_Assignment_
Reproduce exactly, from the data that follows, the line with "fn enumerate(&self) ->", the line with "let port = serialport::new(port_id, self.baud_rate)", and every line that lies between them.

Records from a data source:
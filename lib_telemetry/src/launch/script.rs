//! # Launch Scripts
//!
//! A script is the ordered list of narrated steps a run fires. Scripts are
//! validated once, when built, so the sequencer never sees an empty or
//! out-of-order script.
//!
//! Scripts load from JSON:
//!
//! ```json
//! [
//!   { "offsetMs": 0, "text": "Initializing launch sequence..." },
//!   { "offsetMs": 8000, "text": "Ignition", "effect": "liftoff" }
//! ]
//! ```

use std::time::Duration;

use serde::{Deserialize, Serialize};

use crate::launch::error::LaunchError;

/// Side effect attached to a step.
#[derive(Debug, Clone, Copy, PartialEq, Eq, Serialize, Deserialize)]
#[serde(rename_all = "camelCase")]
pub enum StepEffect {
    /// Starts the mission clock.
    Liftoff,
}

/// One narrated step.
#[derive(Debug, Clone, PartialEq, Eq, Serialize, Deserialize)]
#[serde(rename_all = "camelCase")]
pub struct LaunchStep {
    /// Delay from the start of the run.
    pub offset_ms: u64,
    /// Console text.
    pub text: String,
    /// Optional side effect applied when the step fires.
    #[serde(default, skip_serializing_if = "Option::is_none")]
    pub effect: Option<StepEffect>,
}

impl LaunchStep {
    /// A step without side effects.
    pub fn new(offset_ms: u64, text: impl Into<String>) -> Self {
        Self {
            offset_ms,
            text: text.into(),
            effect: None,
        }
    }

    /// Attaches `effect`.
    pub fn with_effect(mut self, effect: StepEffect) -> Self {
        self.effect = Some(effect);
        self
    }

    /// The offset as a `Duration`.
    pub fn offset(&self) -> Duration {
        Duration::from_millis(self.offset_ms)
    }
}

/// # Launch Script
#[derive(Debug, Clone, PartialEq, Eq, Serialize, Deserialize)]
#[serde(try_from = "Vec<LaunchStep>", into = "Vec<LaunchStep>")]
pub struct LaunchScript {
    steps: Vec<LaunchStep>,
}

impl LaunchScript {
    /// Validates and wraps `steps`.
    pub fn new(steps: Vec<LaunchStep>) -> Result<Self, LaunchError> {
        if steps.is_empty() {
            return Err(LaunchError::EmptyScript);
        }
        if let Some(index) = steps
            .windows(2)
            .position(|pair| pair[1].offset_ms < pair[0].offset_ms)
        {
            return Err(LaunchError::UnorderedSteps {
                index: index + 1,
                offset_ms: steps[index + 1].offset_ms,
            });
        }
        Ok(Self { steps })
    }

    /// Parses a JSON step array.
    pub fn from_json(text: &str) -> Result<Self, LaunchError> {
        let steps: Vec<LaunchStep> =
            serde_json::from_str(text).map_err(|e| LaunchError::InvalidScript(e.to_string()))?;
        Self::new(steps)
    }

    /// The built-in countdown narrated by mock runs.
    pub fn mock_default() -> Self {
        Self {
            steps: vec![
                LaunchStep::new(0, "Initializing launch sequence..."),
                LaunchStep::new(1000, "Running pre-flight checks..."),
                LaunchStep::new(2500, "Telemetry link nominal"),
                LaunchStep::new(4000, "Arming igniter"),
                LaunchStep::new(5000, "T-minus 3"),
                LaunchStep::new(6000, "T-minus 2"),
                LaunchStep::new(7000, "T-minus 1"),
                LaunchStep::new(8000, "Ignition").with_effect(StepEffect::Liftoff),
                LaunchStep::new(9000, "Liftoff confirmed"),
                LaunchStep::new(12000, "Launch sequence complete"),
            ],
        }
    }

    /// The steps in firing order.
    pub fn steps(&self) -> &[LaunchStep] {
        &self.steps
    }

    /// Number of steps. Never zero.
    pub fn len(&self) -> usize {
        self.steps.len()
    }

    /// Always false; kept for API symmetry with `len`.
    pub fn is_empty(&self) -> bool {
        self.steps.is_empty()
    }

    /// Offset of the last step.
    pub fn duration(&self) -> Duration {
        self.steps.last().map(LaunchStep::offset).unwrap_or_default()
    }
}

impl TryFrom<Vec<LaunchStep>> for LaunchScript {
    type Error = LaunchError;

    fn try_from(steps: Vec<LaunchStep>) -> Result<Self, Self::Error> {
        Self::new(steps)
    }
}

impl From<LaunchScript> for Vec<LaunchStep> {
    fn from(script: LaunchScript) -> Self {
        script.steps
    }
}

==

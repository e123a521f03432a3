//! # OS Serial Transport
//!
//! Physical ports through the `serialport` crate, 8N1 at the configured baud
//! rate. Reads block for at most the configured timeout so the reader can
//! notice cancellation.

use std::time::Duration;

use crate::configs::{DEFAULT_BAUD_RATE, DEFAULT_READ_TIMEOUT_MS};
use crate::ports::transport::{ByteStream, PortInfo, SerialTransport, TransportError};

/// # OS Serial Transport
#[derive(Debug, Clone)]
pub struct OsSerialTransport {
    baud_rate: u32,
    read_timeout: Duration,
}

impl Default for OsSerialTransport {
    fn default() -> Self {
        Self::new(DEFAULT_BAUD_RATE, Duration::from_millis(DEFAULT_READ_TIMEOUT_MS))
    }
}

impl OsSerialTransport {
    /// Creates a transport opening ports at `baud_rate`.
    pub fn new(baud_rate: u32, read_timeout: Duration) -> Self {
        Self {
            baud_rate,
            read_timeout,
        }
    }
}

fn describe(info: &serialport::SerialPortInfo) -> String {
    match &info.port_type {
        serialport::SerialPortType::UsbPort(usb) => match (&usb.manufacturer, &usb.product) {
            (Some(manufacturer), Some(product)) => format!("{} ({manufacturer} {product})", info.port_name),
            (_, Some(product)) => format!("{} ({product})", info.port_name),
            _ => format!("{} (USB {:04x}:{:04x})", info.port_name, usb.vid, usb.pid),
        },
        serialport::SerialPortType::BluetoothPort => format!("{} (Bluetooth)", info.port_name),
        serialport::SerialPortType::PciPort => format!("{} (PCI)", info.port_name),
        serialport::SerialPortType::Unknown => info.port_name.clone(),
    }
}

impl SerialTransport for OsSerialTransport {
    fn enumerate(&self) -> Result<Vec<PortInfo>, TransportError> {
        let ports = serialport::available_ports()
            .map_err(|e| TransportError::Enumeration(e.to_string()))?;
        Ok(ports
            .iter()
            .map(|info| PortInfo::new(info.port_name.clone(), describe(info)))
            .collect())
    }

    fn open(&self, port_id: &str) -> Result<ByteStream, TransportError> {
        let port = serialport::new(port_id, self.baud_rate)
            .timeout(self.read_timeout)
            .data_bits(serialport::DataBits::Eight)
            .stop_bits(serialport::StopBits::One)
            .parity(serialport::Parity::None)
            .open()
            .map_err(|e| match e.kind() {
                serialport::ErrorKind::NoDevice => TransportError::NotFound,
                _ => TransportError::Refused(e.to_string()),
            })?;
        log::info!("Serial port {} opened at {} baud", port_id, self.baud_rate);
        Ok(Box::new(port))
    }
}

_Solution for this exercise_
    fn enumerate(&self) -> Result<Vec<PortInfo>, TransportError> {
        let ports = serialport::available_ports()
            .map_err(|e| TransportError::Enumeration(e.to_string()))?;
        Ok(ports
            .iter()
            .map(|info| PortInfo::new(info.port_name.clone(), describe(info)))
            .collect())
    }

    fn open(&self, port_id: &str) -> Result<ByteStream, TransportError> {
        let port = serialport::new(port_id, self.baud_rate)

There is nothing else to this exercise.